### What to do
The answer must be every line of the records below that contains the word "Some", copied out.

Data section start

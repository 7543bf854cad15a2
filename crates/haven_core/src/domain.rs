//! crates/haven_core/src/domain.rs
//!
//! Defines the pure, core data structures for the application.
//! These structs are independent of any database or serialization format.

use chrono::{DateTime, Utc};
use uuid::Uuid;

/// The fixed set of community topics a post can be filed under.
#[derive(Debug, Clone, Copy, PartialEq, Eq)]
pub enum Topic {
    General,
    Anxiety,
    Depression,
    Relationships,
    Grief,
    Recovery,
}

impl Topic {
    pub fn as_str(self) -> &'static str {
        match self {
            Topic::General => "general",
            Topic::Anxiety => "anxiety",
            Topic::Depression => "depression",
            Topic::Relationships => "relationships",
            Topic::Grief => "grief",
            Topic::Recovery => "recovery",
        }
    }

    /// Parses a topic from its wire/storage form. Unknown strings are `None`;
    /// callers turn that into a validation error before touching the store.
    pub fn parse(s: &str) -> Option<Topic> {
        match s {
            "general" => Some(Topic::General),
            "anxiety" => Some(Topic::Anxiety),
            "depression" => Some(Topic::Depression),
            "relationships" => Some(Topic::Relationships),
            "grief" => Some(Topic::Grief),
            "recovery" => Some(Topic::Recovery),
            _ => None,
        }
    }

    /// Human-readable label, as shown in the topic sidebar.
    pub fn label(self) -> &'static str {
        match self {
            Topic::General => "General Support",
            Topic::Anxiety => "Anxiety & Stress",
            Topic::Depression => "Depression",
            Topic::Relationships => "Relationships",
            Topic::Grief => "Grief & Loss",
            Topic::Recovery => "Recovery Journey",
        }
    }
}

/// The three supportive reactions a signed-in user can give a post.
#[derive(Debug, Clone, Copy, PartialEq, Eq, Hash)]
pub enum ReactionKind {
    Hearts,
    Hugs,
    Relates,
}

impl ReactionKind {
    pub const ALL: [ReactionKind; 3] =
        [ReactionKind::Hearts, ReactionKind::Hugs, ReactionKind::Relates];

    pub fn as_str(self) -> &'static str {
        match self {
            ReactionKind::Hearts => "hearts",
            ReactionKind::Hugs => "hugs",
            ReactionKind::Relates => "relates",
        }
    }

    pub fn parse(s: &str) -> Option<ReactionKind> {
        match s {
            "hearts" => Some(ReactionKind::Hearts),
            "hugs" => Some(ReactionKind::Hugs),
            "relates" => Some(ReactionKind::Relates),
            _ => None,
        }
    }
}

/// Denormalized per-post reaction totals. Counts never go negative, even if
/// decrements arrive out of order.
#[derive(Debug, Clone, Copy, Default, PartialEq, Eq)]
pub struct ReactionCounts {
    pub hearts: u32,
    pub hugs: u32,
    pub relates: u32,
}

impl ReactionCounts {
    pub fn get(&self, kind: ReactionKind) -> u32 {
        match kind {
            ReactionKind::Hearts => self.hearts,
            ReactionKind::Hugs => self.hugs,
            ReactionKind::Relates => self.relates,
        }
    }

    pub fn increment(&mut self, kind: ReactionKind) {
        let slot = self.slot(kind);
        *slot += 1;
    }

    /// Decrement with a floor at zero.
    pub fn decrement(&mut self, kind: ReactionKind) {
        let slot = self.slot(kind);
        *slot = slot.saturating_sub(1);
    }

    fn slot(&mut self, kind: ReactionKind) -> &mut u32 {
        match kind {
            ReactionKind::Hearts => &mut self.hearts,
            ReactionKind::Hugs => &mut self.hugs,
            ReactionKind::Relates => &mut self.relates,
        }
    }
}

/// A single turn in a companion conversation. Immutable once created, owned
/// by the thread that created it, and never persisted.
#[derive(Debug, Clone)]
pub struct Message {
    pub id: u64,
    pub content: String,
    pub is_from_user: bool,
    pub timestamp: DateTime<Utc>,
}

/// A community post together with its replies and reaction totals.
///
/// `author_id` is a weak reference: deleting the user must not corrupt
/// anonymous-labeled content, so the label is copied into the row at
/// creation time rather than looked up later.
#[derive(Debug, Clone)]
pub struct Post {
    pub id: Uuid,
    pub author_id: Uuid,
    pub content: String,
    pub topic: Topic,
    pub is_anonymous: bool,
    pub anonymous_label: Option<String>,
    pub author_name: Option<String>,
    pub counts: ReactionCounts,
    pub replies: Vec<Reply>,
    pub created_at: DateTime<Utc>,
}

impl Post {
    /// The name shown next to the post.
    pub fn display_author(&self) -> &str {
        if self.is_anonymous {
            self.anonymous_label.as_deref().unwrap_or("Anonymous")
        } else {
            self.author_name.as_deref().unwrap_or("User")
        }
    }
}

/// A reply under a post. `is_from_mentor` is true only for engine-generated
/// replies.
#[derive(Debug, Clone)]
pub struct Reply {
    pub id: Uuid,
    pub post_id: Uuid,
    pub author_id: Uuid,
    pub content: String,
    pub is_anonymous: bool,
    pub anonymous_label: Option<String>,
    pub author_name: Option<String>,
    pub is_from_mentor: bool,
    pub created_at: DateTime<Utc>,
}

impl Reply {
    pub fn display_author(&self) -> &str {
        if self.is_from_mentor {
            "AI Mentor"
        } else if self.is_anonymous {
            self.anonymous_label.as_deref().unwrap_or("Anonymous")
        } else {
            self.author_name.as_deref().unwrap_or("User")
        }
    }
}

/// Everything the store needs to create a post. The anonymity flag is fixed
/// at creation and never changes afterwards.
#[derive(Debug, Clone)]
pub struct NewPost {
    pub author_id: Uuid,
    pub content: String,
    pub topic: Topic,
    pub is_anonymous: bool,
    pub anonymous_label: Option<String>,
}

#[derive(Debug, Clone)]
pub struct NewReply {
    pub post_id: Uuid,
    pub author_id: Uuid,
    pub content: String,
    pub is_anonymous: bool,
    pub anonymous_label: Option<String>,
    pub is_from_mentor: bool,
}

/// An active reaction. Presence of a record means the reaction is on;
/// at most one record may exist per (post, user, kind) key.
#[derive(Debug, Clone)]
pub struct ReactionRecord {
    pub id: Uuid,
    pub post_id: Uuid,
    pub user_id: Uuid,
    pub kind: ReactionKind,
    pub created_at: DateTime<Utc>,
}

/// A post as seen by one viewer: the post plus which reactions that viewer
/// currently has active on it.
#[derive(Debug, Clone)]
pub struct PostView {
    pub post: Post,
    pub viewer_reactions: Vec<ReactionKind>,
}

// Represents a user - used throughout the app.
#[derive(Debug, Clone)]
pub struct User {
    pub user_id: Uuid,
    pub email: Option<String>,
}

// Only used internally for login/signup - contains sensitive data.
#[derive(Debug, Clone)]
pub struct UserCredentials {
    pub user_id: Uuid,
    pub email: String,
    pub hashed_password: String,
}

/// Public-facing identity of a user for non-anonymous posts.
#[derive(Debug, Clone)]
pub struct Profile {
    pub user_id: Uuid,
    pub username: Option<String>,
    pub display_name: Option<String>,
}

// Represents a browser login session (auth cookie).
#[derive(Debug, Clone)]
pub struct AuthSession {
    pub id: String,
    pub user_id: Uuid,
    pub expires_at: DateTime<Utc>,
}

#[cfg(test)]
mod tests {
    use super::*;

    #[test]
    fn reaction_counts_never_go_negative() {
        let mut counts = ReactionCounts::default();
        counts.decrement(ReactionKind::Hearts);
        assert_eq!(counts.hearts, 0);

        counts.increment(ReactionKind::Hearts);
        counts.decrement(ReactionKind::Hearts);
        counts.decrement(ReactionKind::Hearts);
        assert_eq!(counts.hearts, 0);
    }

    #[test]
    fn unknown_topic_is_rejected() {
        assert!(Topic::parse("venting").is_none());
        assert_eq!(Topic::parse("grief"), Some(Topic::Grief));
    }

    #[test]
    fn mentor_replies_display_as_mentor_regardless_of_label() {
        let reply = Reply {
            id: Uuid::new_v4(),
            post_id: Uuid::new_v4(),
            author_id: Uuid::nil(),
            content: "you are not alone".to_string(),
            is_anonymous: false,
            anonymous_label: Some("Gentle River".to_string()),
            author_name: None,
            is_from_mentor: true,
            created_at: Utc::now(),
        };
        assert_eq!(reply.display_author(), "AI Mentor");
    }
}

Data section end
Data section start

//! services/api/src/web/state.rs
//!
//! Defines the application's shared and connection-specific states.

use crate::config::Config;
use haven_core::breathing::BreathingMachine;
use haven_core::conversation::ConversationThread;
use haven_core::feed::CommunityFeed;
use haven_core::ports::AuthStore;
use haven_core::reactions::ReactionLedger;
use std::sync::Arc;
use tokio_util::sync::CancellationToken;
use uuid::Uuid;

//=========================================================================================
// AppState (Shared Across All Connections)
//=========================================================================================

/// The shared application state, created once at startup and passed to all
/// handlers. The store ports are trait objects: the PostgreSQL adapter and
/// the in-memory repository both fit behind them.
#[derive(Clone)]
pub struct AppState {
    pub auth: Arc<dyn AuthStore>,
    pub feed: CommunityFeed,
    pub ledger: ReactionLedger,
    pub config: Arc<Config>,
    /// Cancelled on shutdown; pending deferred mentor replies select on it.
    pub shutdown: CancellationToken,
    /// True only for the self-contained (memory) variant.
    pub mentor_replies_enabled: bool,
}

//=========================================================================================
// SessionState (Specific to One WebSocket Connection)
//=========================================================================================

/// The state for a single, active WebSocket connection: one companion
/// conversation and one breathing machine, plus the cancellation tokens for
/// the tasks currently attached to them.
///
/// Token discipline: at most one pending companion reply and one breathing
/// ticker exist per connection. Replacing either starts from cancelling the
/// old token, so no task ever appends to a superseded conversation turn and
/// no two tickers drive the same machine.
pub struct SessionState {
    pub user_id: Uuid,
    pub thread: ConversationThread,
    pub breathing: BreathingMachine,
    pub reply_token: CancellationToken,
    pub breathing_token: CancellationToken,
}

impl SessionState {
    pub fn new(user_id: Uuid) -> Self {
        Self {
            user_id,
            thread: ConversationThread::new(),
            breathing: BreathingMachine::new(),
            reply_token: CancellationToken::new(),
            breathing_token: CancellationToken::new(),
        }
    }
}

Data section end

### Answer to the exercise
            "general" => Some(Topic::General),
            "anxiety" => Some(Topic::Anxiety),
            "depression" => Some(Topic::Depression),
            "relationships" => Some(Topic::Relationships),
            "grief" => Some(Topic::Grief),
            "recovery" => Some(Topic::Recovery),
            "hearts" => Some(ReactionKind::Hearts),
            "hugs" => Some(ReactionKind::Hugs),
            "relates" => Some(ReactionKind::Relates),
        assert_eq!(Topic::parse("grief"), Some(Topic::Grief));
            anonymous_label: Some("Gentle River".to_string()),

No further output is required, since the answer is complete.